● **What you should do**:
Where does the word "handshake" appear in the entries below? Copy each line that holds it.

--- Material supplied Enclosed Below ---

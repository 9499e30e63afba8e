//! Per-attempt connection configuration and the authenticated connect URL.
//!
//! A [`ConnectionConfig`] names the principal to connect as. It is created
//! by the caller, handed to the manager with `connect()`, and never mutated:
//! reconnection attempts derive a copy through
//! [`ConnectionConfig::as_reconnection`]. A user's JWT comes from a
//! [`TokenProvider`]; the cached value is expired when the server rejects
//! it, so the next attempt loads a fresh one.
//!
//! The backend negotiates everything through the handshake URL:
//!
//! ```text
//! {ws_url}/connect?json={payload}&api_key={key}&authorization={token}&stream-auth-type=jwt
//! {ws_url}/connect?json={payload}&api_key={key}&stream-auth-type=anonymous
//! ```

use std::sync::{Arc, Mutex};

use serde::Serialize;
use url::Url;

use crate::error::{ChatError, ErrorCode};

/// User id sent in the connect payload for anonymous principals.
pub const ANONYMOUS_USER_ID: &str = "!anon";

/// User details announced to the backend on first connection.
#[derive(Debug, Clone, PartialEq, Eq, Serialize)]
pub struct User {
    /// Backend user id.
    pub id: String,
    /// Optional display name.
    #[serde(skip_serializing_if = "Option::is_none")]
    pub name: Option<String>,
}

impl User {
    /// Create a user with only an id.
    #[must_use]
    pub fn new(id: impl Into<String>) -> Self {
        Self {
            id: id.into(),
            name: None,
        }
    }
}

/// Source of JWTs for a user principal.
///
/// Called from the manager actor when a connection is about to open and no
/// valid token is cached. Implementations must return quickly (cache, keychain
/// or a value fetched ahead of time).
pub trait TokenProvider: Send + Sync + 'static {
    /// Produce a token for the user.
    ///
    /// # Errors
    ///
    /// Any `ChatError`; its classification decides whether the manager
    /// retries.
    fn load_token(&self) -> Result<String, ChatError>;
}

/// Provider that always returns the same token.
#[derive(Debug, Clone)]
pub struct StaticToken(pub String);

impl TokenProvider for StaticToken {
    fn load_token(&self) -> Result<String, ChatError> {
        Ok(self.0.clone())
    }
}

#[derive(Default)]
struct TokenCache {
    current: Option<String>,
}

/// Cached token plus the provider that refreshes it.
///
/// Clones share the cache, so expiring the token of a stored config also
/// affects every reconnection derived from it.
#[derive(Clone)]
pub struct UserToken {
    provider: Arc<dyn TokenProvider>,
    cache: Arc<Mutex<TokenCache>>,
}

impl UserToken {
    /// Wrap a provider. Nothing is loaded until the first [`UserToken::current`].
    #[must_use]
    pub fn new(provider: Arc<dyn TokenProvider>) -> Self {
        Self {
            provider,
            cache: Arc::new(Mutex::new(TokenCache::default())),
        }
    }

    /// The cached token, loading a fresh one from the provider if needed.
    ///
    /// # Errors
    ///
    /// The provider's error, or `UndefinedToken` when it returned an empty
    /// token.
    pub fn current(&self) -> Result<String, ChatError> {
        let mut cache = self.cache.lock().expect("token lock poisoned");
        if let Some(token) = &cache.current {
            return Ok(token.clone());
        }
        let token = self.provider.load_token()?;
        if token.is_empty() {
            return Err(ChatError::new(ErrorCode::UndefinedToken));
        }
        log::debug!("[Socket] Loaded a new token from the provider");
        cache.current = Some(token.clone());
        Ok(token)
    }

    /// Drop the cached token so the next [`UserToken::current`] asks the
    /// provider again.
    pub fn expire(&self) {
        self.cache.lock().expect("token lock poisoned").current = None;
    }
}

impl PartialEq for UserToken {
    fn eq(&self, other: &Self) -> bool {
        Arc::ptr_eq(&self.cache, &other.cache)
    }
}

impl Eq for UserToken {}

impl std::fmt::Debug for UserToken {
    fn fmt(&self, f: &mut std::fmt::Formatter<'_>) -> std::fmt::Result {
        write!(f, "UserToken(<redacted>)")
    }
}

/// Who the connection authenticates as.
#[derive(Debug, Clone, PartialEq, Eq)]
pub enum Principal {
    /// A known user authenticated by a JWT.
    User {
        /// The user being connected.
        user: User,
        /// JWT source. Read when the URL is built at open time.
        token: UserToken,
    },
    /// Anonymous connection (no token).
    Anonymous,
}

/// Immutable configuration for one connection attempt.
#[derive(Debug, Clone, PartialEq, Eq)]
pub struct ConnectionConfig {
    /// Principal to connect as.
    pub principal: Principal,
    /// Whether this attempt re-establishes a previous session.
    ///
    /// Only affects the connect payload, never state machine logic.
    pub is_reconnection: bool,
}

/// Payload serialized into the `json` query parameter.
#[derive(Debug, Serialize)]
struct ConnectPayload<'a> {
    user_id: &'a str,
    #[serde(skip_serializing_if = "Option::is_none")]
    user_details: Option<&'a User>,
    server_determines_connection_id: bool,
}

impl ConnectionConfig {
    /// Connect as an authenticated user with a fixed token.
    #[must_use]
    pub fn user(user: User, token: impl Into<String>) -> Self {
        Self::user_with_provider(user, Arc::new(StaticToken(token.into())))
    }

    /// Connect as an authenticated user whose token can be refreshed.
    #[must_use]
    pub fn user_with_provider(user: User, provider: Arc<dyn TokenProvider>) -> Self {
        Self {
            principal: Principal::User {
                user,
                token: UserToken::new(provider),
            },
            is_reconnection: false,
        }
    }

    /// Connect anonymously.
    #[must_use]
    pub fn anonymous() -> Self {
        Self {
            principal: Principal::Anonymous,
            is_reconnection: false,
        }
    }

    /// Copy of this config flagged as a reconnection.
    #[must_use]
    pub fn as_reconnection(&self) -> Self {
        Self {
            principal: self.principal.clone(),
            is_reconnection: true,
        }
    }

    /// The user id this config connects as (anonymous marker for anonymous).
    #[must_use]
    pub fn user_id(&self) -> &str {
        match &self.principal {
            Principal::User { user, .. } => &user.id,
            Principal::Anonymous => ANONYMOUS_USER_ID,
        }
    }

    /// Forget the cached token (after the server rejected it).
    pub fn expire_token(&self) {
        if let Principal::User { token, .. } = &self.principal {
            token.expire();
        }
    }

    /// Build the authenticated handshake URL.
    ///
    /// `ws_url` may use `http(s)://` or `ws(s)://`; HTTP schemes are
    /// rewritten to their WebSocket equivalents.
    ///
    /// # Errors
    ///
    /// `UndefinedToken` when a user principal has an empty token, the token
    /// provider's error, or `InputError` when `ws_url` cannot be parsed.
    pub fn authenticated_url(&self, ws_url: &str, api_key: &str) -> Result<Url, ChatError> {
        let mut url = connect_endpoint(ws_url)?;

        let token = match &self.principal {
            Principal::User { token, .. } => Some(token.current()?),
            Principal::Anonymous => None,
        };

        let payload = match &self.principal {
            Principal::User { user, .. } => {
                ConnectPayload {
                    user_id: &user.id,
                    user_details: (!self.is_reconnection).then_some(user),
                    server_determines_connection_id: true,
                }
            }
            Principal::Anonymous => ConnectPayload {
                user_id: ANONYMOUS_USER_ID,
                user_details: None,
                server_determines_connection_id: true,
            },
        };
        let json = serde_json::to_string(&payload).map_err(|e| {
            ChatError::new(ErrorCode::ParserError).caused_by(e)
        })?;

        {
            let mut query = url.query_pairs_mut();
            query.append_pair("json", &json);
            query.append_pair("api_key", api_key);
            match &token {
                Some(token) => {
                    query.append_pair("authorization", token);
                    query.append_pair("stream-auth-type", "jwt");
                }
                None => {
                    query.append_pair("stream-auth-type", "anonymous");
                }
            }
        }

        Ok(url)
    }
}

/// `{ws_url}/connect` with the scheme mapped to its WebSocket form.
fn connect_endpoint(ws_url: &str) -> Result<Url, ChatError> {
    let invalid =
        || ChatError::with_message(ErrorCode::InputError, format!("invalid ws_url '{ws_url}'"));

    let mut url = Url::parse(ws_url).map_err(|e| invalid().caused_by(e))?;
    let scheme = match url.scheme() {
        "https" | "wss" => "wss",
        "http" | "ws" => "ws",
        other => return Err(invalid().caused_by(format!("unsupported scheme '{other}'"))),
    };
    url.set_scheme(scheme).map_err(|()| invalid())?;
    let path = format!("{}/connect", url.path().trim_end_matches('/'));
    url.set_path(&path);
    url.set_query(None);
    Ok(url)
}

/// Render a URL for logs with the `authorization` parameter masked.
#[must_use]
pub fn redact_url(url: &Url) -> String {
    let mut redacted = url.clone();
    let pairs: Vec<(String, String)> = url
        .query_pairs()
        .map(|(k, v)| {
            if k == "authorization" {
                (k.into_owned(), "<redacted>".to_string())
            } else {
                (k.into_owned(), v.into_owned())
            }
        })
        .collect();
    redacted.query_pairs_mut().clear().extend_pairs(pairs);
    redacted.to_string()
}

--- End of Enclosed Material supplied ---

● **Answer to this exercise**:
//! The backend negotiates everything through the handshake URL:
    /// Build the authenticated handshake URL.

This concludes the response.